Samir Morcos (Egyptian Christian) is the former associate general secretary of Middle East Council of Churches. He has consulted for the Coptic Center for Social Studies, Al Fustat Center for Studies and Consultations, and for The Unit for Citizenship and Dialogue in Cairo. Samir has written multiple books in the area of development including: The State of Civil Society in Egypt: Preliminary Observations and Future Possibilities; and, Civil Society in Egypt: From Dormancy to Action-The Struggle over the Civil Associations Law. He is currently writing a joint study entitled Civil Society in Egypt: Challenges and Future Prospects, as well as a critical review of development concepts and practices in Egypt over the past 50 years. Samir was awarded the annual prize in 2004 of the Norwegian Academy for Literature and Freedom of Expression.

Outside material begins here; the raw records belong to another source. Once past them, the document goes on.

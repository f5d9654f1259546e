use chrono::{DateTime, Utc};

/// Permission value object: a named capability flag in the catalog.
///
/// Identity is `name` (globally unique, case-sensitive); `id` is a storage
/// surrogate. Inactive permissions stay in the catalog but are excluded from
/// resolution.
#[derive(Clone, Debug, PartialEq, serde::Serialize, serde::Deserialize, sqlx::FromRow)]
pub struct Permission {
    pub id: String,
    pub name: String,
    pub description: String,
    pub category: String,
    pub priority: i32,
    pub is_active: bool,
    pub created_at: DateTime<Utc>,
}

impl Permission {
    /// Creates a new active Permission.
    pub fn new(id: String, name: String, description: String, category: String, priority: i32) -> Self {
        Self {
            id,
            name,
            description,
            category,
            priority,
            is_active: true,
            created_at: Utc::now(),
        }
    }

    /// Soft-disables the permission. Grant rows referencing it are kept.
    pub fn deactivate(&mut self) {
        self.is_active = false;
    }

    /// Re-enables a soft-disabled permission.
    pub fn activate(&mut self) {
        self.is_active = true;
    }
}

#[cfg(test)]
mod tests {
    use super::*;

    #[test]
    fn test_permission_new() {
        let perm = Permission::new(
            "perm1".to_string(),
            "view_dashboard".to_string(),
            "View the staff dashboard".to_string(),
            "dashboard".to_string(),
            10,
        );
        assert_eq!(perm.id, "perm1");
        assert_eq!(perm.name, "view_dashboard");
        assert_eq!(perm.category, "dashboard");
        assert_eq!(perm.priority, 10);
        assert!(perm.is_active);
    }

    #[test]
    fn test_deactivate_and_activate() {
        let mut perm = Permission::new(
            "perm1".to_string(),
            "manage_kitchen".to_string(),
            "Manage kitchen operations".to_string(),
            "kitchen".to_string(),
            5,
        );
        perm.deactivate();
        assert!(!perm.is_active);
        perm.deactivate(); // idempotent
        assert!(!perm.is_active);
        perm.activate();
        assert!(perm.is_active);
    }
}
use crate::domain::permission::Permission;
use crate::infrastructure::{PermissionRepository, RepoResult};
use async_trait::async_trait;
use sqlx::PgPool;
use tracing::{error, instrument};

#[derive(Debug, Clone)]
pub struct PostgresPermissionRepository {
    pub pool: PgPool,
}

impl PostgresPermissionRepository {
    pub fn new(pool: PgPool) -> Self {
        Self { pool }
    }
}

#[async_trait]
impl PermissionRepository for PostgresPermissionRepository {
    #[instrument(skip(self))]
    async fn create_permission(
        &self,
        name: &str,
        description: &str,
        category: &str,
        priority: i32,
    ) -> RepoResult<Permission> {
        let id = uuid::Uuid::new_v4().to_string();
        let rec = sqlx::query_as::<_, Permission>(
            "INSERT INTO permissions (id, name, description, category, priority, is_active, created_at) \
             VALUES ($1, $2, $3, $4, $5, TRUE, NOW()) \
             RETURNING id, name, description, category, priority, is_active, created_at",
        )
        .bind(&id)
        .bind(name)
        .bind(description)
        .bind(category)
        .bind(priority)
        .fetch_one(&self.pool)
        .await;
        if let Err(ref e) = rec {
            error!(error = %e, "Failed to create permission");
        }
        rec
    }

    #[instrument(skip(self))]
    async fn get_permission(&self, permission_id: &str) -> RepoResult<Option<Permission>> {
        let res = sqlx::query_as::<_, Permission>(
            "SELECT id, name, description, category, priority, is_active, created_at \
             FROM permissions WHERE id = $1",
        )
        .bind(permission_id)
        .fetch_optional(&self.pool)
        .await;
        if let Err(ref e) = res {
            error!(error = %e, "Failed to get permission");
        }
        res
    }

    #[instrument(skip(self))]
    async fn find_by_name(&self, name: &str) -> RepoResult<Option<Permission>> {
        let res = sqlx::query_as::<_, Permission>(
            "SELECT id, name, description, category, priority, is_active, created_at \
             FROM permissions WHERE name = $1",
        )
        .bind(name)
        .fetch_optional(&self.pool)
        .await;
        if let Err(ref e) = res {
            error!(error = %e, "Failed to find permission by name");
        }
        res
    }

    #[instrument(skip(self))]
    async fn list_permissions(&self) -> RepoResult<Vec<Permission>> {
        let res = sqlx::query_as::<_, Permission>(
            "SELECT id, name, description, category, priority, is_active, created_at \
             FROM permissions ORDER BY category ASC, priority DESC, name ASC",
        )
        .fetch_all(&self.pool)
        .await;
        if let Err(ref e) = res {
            error!(error = %e, "Failed to list permissions");
        }
        res
    }

    #[instrument(skip(self))]
    async fn list_by_category(&self, category: &str) -> RepoResult<Vec<Permission>> {
        let res = sqlx::query_as::<_, Permission>(
            "SELECT id, name, description, category, priority, is_active, created_at \
             FROM permissions WHERE category = $1 AND is_active = TRUE \
             ORDER BY priority DESC, name ASC",
        )
        .bind(category)
        .fetch_all(&self.pool)
        .await;
        if let Err(ref e) = res {
            error!(error = %e, "Failed to list permissions by category");
        }
        res
    }

    #[instrument(skip(self))]
    async fn set_active(&self, permission_id: &str, active: bool) -> RepoResult<bool> {
        let result = sqlx::query("UPDATE permissions SET is_active = $2 WHERE id = $1")
            .bind(permission_id)
            .bind(active)
            .execute(&self.pool)
            .await
            .map_err(|e| {
                error!(error = %e, "Failed to update permission active flag");
                e
            })?;
        Ok(result.rows_affected() > 0)
    }
}
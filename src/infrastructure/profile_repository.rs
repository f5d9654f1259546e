use crate::domain::profile::{Profile, ProfileKind};
use crate::infrastructure::{ProfileRepository, RepoResult};
use async_trait::async_trait;
use sqlx::PgPool;
use tracing::{error, instrument};

/// Grant store rows live in three tables: `profiles`, `profile_permissions`
/// and `profile_roles`. Every mutation below is a single statement, so each
/// one commits (or fails) on its own.
#[derive(Debug, Clone)]
pub struct PostgresProfileRepository {
    pub pool: PgPool,
}

impl PostgresProfileRepository {
    pub fn new(pool: PgPool) -> Self {
        Self { pool }
    }

    async fn load_grants(&self, profile_id: &str) -> RepoResult<(Vec<String>, Vec<String>)> {
        let permissions = sqlx::query_scalar::<_, String>(
            "SELECT permission_id FROM profile_permissions WHERE profile_id = $1 ORDER BY permission_id",
        )
        .bind(profile_id)
        .fetch_all(&self.pool)
        .await?;
        let roles = sqlx::query_scalar::<_, String>(
            "SELECT role_id FROM profile_roles WHERE profile_id = $1 ORDER BY role_id",
        )
        .bind(profile_id)
        .fetch_all(&self.pool)
        .await?;
        Ok((permissions, roles))
    }
}

fn parse_kind(raw: &str) -> Result<ProfileKind, sqlx::Error> {
    ProfileKind::parse(raw)
        .ok_or_else(|| sqlx::Error::Decode(format!("unknown profile kind: {raw}").into()))
}

#[async_trait]
impl ProfileRepository for PostgresProfileRepository {
    #[instrument(skip(self))]
    async fn create_profile(&self, user_id: &str, kind: ProfileKind) -> RepoResult<Profile> {
        let id = uuid::Uuid::new_v4().to_string();
        sqlx::query("INSERT INTO profiles (id, user_id, kind) VALUES ($1, $2, $3)")
            .bind(&id)
            .bind(user_id)
            .bind(kind.as_str())
            .execute(&self.pool)
            .await
            .map_err(|e| {
                error!(error = %e, "Failed to create profile");
                e
            })?;
        Ok(Profile::new(id, user_id.to_string(), kind))
    }

    #[instrument(skip(self))]
    async fn get_profile(&self, profile_id: &str) -> RepoResult<Option<Profile>> {
        let row = sqlx::query_as::<_, (String, String, String)>(
            "SELECT id, user_id, kind FROM profiles WHERE id = $1",
        )
        .bind(profile_id)
        .fetch_optional(&self.pool)
        .await
        .map_err(|e| {
            error!(error = %e, "Failed to get profile");
            e
        })?;
        match row {
            Some((id, user_id, kind)) => {
                let kind = parse_kind(&kind)?;
                let (direct_permissions, roles) = self.load_grants(&id).await?;
                Ok(Some(Profile {
                    id,
                    user_id,
                    kind,
                    direct_permissions,
                    roles,
                }))
            }
            None => Ok(None),
        }
    }

    #[instrument(skip(self))]
    async fn find_by_user(&self, user_id: &str, kind: ProfileKind) -> RepoResult<Option<Profile>> {
        let row = sqlx::query_as::<_, (String, String, String)>(
            "SELECT id, user_id, kind FROM profiles WHERE user_id = $1 AND kind = $2",
        )
        .bind(user_id)
        .bind(kind.as_str())
        .fetch_optional(&self.pool)
        .await
        .map_err(|e| {
            error!(error = %e, "Failed to find profile by user");
            e
        })?;
        match row {
            Some((id, user_id, _)) => {
                let (direct_permissions, roles) = self.load_grants(&id).await?;
                Ok(Some(Profile {
                    id,
                    user_id,
                    kind,
                    direct_permissions,
                    roles,
                }))
            }
            None => Ok(None),
        }
    }

    #[instrument(skip(self))]
    async fn list_profiles(&self, kind: Option<ProfileKind>) -> RepoResult<Vec<Profile>> {
        let rows = match kind {
            Some(kind) => {
                sqlx::query_as::<_, (String, String, String)>(
                    "SELECT id, user_id, kind FROM profiles WHERE kind = $1 ORDER BY user_id",
                )
                .bind(kind.as_str())
                .fetch_all(&self.pool)
                .await
            }
            None => {
                sqlx::query_as::<_, (String, String, String)>(
                    "SELECT id, user_id, kind FROM profiles ORDER BY user_id, kind",
                )
                .fetch_all(&self.pool)
                .await
            }
        }
        .map_err(|e| {
            error!(error = %e, "Failed to list profiles");
            e
        })?;

        let permission_rows = sqlx::query_as::<_, (String, String)>(
            "SELECT profile_id, permission_id FROM profile_permissions ORDER BY permission_id",
        )
        .fetch_all(&self.pool)
        .await?;
        let role_rows = sqlx::query_as::<_, (String, String)>(
            "SELECT profile_id, role_id FROM profile_roles ORDER BY role_id",
        )
        .fetch_all(&self.pool)
        .await?;

        let mut permissions_by_profile: std::collections::HashMap<String, Vec<String>> =
            std::collections::HashMap::new();
        for (profile_id, permission_id) in permission_rows {
            permissions_by_profile.entry(profile_id).or_default().push(permission_id);
        }
        let mut roles_by_profile: std::collections::HashMap<String, Vec<String>> =
            std::collections::HashMap::new();
        for (profile_id, role_id) in role_rows {
            roles_by_profile.entry(profile_id).or_default().push(role_id);
        }

        rows.into_iter()
            .map(|(id, user_id, kind)| {
                let kind = parse_kind(&kind)?;
                Ok(Profile {
                    direct_permissions: permissions_by_profile.remove(&id).unwrap_or_default(),
                    roles: roles_by_profile.remove(&id).unwrap_or_default(),
                    id,
                    user_id,
                    kind,
                })
            })
            .collect()
    }

    #[instrument(skip(self))]
    async fn grant_permission(&self, profile_id: &str, permission_id: &str) -> RepoResult<()> {
        sqlx::query(
            "INSERT INTO profile_permissions (profile_id, permission_id) VALUES ($1, $2) ON CONFLICT DO NOTHING",
        )
        .bind(profile_id)
        .bind(permission_id)
        .execute(&self.pool)
        .await
        .map_err(|e| {
            error!(error = %e, "Failed to grant permission");
            e
        })?;
        Ok(())
    }

    #[instrument(skip(self))]
    async fn revoke_permission(&self, profile_id: &str, permission_id: &str) -> RepoResult<()> {
        sqlx::query("DELETE FROM profile_permissions WHERE profile_id = $1 AND permission_id = $2")
            .bind(profile_id)
            .bind(permission_id)
            .execute(&self.pool)
            .await
            .map_err(|e| {
                error!(error = %e, "Failed to revoke permission");
                e
            })?;
        Ok(())
    }

    #[instrument(skip(self))]
    async fn assign_role(&self, profile_id: &str, role_id: &str) -> RepoResult<()> {
        sqlx::query(
            "INSERT INTO profile_roles (profile_id, role_id) VALUES ($1, $2) ON CONFLICT DO NOTHING",
        )
        .bind(profile_id)
        .bind(role_id)
        .execute(&self.pool)
        .await
        .map_err(|e| {
            error!(error = %e, "Failed to assign role");
            e
        })?;
        Ok(())
    }

    #[instrument(skip(self))]
    async fn unassign_role(&self, profile_id: &str, role_id: &str) -> RepoResult<()> {
        sqlx::query("DELETE FROM profile_roles WHERE profile_id = $1 AND role_id = $2")
            .bind(profile_id)
            .bind(role_id)
            .execute(&self.pool)
            .await
            .map_err(|e| {
                error!(error = %e, "Failed to unassign role");
                e
            })?;
        Ok(())
    }
}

Nadia Mahmoud Mustafa (Egyptian Muslim) is a professor in the political science department and on the faculty of economics and political science at Cairo University. She has taught the following subjects: The Evolution of International Political Relations; Political Development; Arab Foreign Policies; Contemporary Global Issues; Islamic Political Thought; Arab World in International Politics; and Theory of International Relations. She has also written multiple books, including: Strategy of Islamic Cultural Activity in the West, and Developing an Islamic Perspective to the Study of International Relations: Dilemmas of the Experience of Teaching and Research.
Highlights included Samir speaking of the Darfur crisis as a battle between China and the U.S. for resources. I ended up spending twenty minutes or so after the public program engaging in a debate with Nadia, who dismissed all "grassroots" efforts between Israelis and Palestinians. "Peace must come from the governments above! How can the occupied speak with the occupier!"